How many times per week do you actually need to blog?

I’ve been thinking about blogging frequency lately, as I often do any time I change up my blogging schedule (I recently started posting once a week instead of twice). I think we often feel like we’re locked into whatever posting schedule we commit to, and that we’ve failed in some way if we post less than that.

I’m coming up on five years of blogging, and let me tell you: I would not still be blogging if I felt like I had to post five days a week. In my years of blogging, I’ve posted five days a week to one day a week, and every day in between. I’ve taken weeks, and even months, off from blogging, sometimes planned, sometimes unexpected. I’ve set a three-days-a-week goal many times, only to change my mind a couple months later.

I can’t give you a concrete number for the amount of times you should be posting per week — I can’t even settle on a number myself. What I can tell you is that it’s ultimately up to you, and it’s OK to change your mind as your goals and circumstances change. Here are a few things to take into consideration.

It's OK to change your mind on blogging frequency as your goals change.Click To Tweet

How many times per week do you actually need to blog? from

Your priorities

We only have so many hours in the day — and we have to prioritize. Sometimes things come up, and we need to spend less time blogging so we have more time to focus on our greater priorities. When I’m in my normal routine, I can comfortably post two or three times per week. But if I have more client work than usual, I need more time to focus on that — after all, that’s how my bills get paid. Similarly, when I’m creating products (like the ecourse I’m working on right now), I have to be mindful of my creative energy. I can only write so much per day, and if I’m writing blog posts, I’m not writing for my ecourse. So I have to scale back to make room for the greater priority.

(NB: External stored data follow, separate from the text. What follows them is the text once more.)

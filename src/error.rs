use crate::database::DatabaseError;
use std::io;
use thiserror::Error;

/// Unified error type for schema modeling, generation and import
#[derive(Debug, Error)]
pub enum Error {
    /// Structural or usage error (malformed connection string, missing field, failed lookup)
    #[error("data error: {0}")]
    Data(String),

    /// Unrecognized type or key-type token, or a type the dialect cannot map
    #[error("datatype error: {0}")]
    Datatype(String),

    /// The foreign-key graph contains a cycle, so no creation order exists
    #[error("foreign key cycle between tables: {}", .0.join(" -> "))]
    ForeignKeyCycle(Vec<String>),

    #[error("unsupported dialect: {0}")]
    UnsupportedDialect(String),

    /// Operation the dialect (or the enabled feature set) cannot perform
    #[error("unsupported operation: {0}")]
    Unsupported(String),

    #[error("database error: {0}")]
    Database(#[from] DatabaseError),

    #[error("I/O error: {0}")]
    Io(#[from] io::Error),

    #[error("YAML error: {0}")]
    Yaml(#[from] serde_yaml::Error),

    #[error("JSON error: {0}")]
    Json(#[from] serde_json::Error),

    #[error("TOML error: {0}")]
    Toml(#[from] toml::de::Error),
}

impl Error {
    /// True for every data error, including the datatype sub-kind.
    pub fn is_data_error(&self) -> bool {
        matches!(self, Error::Data(_) | Error::Datatype(_))
    }

    pub fn is_datatype_error(&self) -> bool {
        matches!(self, Error::Datatype(_))
    }
}

/// Convenience result alias
pub type Result<T> = std::result::Result<T, Error>;

/// Helper to create a Data error
pub fn data_error<S: Into<String>>(msg: S) -> Error {
    Error::Data(msg.into())
}

/// Helper to create a Datatype error
pub fn datatype_error<S: Into<String>>(msg: S) -> Error {
    Error::Datatype(msg.into())
}

/// Helper to create an Unsupported error
pub fn unsupported_error<S: Into<String>>(msg: S) -> Error {
    Error::Unsupported(msg.into())
}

Sometimes we need to spend less time blogging to focus on greater priorities.Click To Tweet

Your goals

If you only consider your current priorities, however, you may end up sacrificing your future for the present. That’s why it’s important to have your long-term goals in mind as well and weigh them against your current priorities. I’m sure Elle & Company has experienced plenty of weeks where they’d rather post less to focus on client work or things going on in their personal lives, but their goal to reach 100K unique blog visitors keeps them consistent. If blogging is a huge part of your marketing strategy, then keep that in mind as you determine your priorities from week to week.

What you can handle

I think the biggest mistake we make when it comes to blogging frequency and consistency is not being honest with ourselves on how much we can actually handle. We look at what everyone else is doing and forget that we don’t know everything going on behind the scenes. If you’re juggling a full-time job and blogging on the side, you’re going to have a much harder time posting five days a week than someone who blogs full-time. It’s OK to post once a week. It’s OK to post once a month! The most important thing is to maintain some consistency so your readers know what to expect. Your readers will be much happier with one high quality post than three OK posts.

Quality is more important than quantity when it comes to blogging frequency.Click To Tweet

How much practice you need

The last thing to consider is how much practice you need. I’ve talked a lot about setting a frequency that allows you to post quality content, but I also firmly believe that you have to start with quantity before you can get to quality. It takes time to find your voice, and it takes practice to get better at blogging. If you’re just starting out, your goal should be to keep experimenting. Decide on a schedule, and stick with it for the sake of practice, even if it means publishing some duds along the way. Those duds will still teach you the routine of blogging and also help you get more clear on what you do want to blog about.

Notice that all of these tips are focused on your own needs and preferences — I haven’t once mentioned your audience. Sure, your audience will be more enthusiastic if you give them what you want. But ultimately, you have to put your own needs first so that you are able to produce quality content — which will serve your audience better in the end. They are much less likely to notice your posting frequency if you are consistently producing quality content.

How often do you post per week? What do you like to see from your favorite blogs? Do you notice when bloggers change their posting frequency?